Mammoth (Jack King-Spooner)

mammoth
A raucous comedy about being stuck in the wrong body.[Author’s Description]

[Download for Windows]

4 Comments.

  1. The executable crashed after the “District 4” interactive bit, and unfortunately I’m not sure I have it in me to watch the first three segments again in full to see what comes next. (That middle menu option between “New” and “End” looks like it might be meant to let you Continue, but doesn’t seem to do anything when I select it.)

    In any case, this is a tricky one! At least of what I saw so far, the voice over is so much more…successful than the video, with a couple exceptions in either direction.

    But it’s difficult to put that critique into precise words. Maybe it’s that the video content makes me think I totally understand where it’s coming from, what sort of impulses led to it being shot (or, for the more miscellaneous material, assembled), and so I just don’t buy it as anything but Juvenilia, a young artist being blinded a bit by his own power of creation. (I should add: I thought the elevator shaft footage was a notable exception, for example.)

    And on the other hand, I thought almost all of the voice over was genuinely fantastic, genuinely…sophisticated. By which I probably mean that it reads to me as in control of its affectations in a way I don’t think the video is.

    And yet, I’m excited to see someone reaching toward this sort of work. Hence trying to write up a reaction like this despite not yet being so taken by this particular instance of it. I hope there’s more to come!

  2. I don’t know if it’s due to reading nobody’s comment about the film footage beforehand, but I found the whole of it pretty goddamn captivating and was grateful for the places it went and how it got there. I can understand the point about some (or all) of it being a bit indulgent, but part of me has a lot of sympathy for this sort of creative abandon. Chalk another one up for King-Spooner’s hypnotic work.

    • Side-point about the interactive title cards: I think they’re beautiful in their spareness. They both serve the rhythm and tone of the piece, the series of ever more frequent, bleaker “downs” instilling a powerful sense of desperation. I don’t think this needed to be interactive in any other way.

    • I’m glad to hear I might have helped it come off as more captivating instead of the opposite!

      For the record, in retrospect, I may have been blinded a bit myself by having been exposed to so much just-starting-out video work years ago, so what I was responding to — perhaps too quickly — was less the potential indulgence of this material and more how I could immediately slot so much of it into specific categories of just-starting-out…tropes.

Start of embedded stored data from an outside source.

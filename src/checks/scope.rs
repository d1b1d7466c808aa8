use crate::core::retcode::RetCode;
use glob::{glob, Pattern};
use std::path::Path;
use tracing::warn;

/// `NoSolution` unless the workflow wrote at least one `*_scope.csv`.
pub fn check_scope(outdir: &Path) -> RetCode {
    let pattern = format!("{}/*_scope.csv", Pattern::escape(&outdir.to_string_lossy()));
    let found = glob(&pattern)
        .map(|paths| paths.filter_map(Result::ok).next().is_some())
        .unwrap_or(false);
    if found {
        RetCode::Ok
    } else {
        warn!("       Warning: No solution has been found");
        RetCode::NoSolution
    }
}
// ============================================================================
// MODULE DECLARATIONS
// ============================================================================
pub mod checks;
pub mod core;
pub mod io;

// ============================================================================
// RE-EXPORTS (Public API)
// ============================================================================
pub use crate::checks::gate::check_input;
pub use crate::checks::inchi::{check_inchi_from_file, is_valid_inchi};
pub use crate::checks::scope::check_scope;
pub use crate::checks::sink::{check_src_in_sink_derived, check_src_in_sink_exact};
pub use crate::checks::CheckError;
pub use crate::core::params::{FilePaths, Rp2Params, StdHydrogen};
pub use crate::core::retcode::RetCode;
pub use knime_rust::{Invocation, Knime, KnimeError, Preference};

use anyhow::{Context, Result};
use std::fs;
use std::path::PathBuf;
use std::time::Duration;
use tracing::{debug, error, info, warn};

use crate::core::defaults;
use crate::io::{format, rules};

// ============================================================================
// HIGH-LEVEL INTERFACE
// ============================================================================

/// Everything one RetroPath2.0 run needs besides the KNIME handle.
#[derive(Debug, Clone)]
pub struct RunConfig {
    pub sink_file: PathBuf,
    pub source_file: PathBuf,
    pub rules_file: PathBuf,
    pub outdir: PathBuf,
    pub params: Rp2Params,
    /// RDKit MCS aggregation time limit, in minutes; 0 leaves KNIME's default.
    pub msc_timeout: u32,
    /// Wall-clock limit of the whole KNIME run.
    pub timeout: Option<Duration>,
}

impl RunConfig {
    pub fn new(sink_file: PathBuf, source_file: PathBuf, rules_file: PathBuf, outdir: PathBuf) -> Self {
        Self {
            sink_file,
            source_file,
            rules_file,
            outdir,
            params: Rp2Params::default(),
            msc_timeout: defaults::MSC_TIMEOUT,
            timeout: None,
        }
    }
}

/// Result of [`retropath2`]: the code plus the files KNIME was given, when it got that far.
#[derive(Debug, Clone)]
pub struct RunOutcome {
    pub code: RetCode,
    pub files: Option<FilePaths>,
}

/// Runs the RetroPath2.0 workflow on checked and formatted inputs.
///
/// A run that hits `config.timeout` is not fatal: whatever KNIME wrote so
/// far is still inspected, and the outcome is `Timeout` unless the
/// source-in-sink report says the source was already available.
pub fn retropath2(config: &RunConfig, knime: &Knime) -> Result<RunOutcome> {
    debug!(?config, "retropath2");
    debug!("knime:\n{}", knime);

    // 1. Input gate
    let (code, inchi) = check_input(&config.source_file, &config.sink_file);
    let Some(inchi) = inchi else {
        return Ok(RunOutcome { code, files: None });
    };
    debug!("source: {}", inchi);

    // 2. Hydrogen representation of the rules
    if !config.rules_file.is_file() {
        error!("Rules file not found: {:?}", config.rules_file);
        return Ok(RunOutcome { code: RetCode::FileNotFound, files: None });
    }
    let mut params = config.params.clone();
    if params.std_hydrogen == StdHydrogen::Auto {
        params.std_hydrogen = rules::sniff_rules(&config.rules_file)?;
    }
    debug!(?params, "rp2_params");

    if !knime.is_installed() {
        error!("KNIME executable not found under {:?}", knime.kinstall);
        return Ok(RunOutcome { code: RetCode::KnimeInstall, files: None });
    }
    if !knime.workflow.is_file() {
        error!("Workflow file not found: {:?}", knime.workflow);
        return Ok(RunOutcome { code: RetCode::FileNotFound, files: None });
    }

    info!("Initializing");
    let tempdir = tempfile::tempdir().context("Could not create a temporary directory")?;

    // 3. Files
    let files = format::format_files(
        &config.sink_file,
        &config.source_file,
        &config.rules_file,
        tempdir.path(),
        &config.outdir,
    )?;
    debug!(?files, "files");
    fs::create_dir_all(&files.outdir).with_context(|| format!("Could not create {:?}", files.outdir))?;

    // 4. KNIME
    let msc_timeout = Some(config.msc_timeout).filter(|m| *m > 0);
    let preference = Preference::new(tempdir.path().join(defaults::PREFERENCE_FILE), msc_timeout);
    let variables = params.workflow_variables(&files);

    let timed_out = match knime.call(&variables, Some(&preference), config.timeout) {
        Ok(Invocation::Completed(status)) => {
            if status != 0 {
                warn!("KNIME exited with status {}", status);
            }
            false
        }
        Ok(Invocation::TimedOut(limit)) => {
            warn!("      |- Time limit ({:?}) reached", limit);
            true
        }
        Err(e @ KnimeError::ExecutableNotFound(_)) => {
            error!("{}", e);
            return Ok(RunOutcome { code: RetCode::KnimeInstall, files: Some(files) });
        }
        Err(e) => {
            error!("{}", e);
            return Ok(RunOutcome { code: RetCode::OsError, files: Some(files) });
        }
    };
    info!("OK");

    // 5. Source in sink, as judged by the workflow
    let code = match check_src_in_sink_derived(&files.src_in_sink_path()) {
        RetCode::SrcInSink => RetCode::SrcInSink,
        _ if timed_out => RetCode::Timeout,
        code => code,
    };

    Ok(RunOutcome { code, files: Some(files) })
}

      But, thinking a bit further, I’m not sure that’s such a great spirit of critique, vocalizing that sort of cringe of recognition (including, I should admit, some self-recognition).

      I mean, would that be like someone ignoring all that’s utterly great about, say, When All You Have is a Hammer…, in order to cringe at what a cliche it is for someone (particularly someone starting out?) to make a platformer out of rectangles? I feel pretty strongly that would be a ridiculous, probably even insulting, comment. So maybe mine was, too.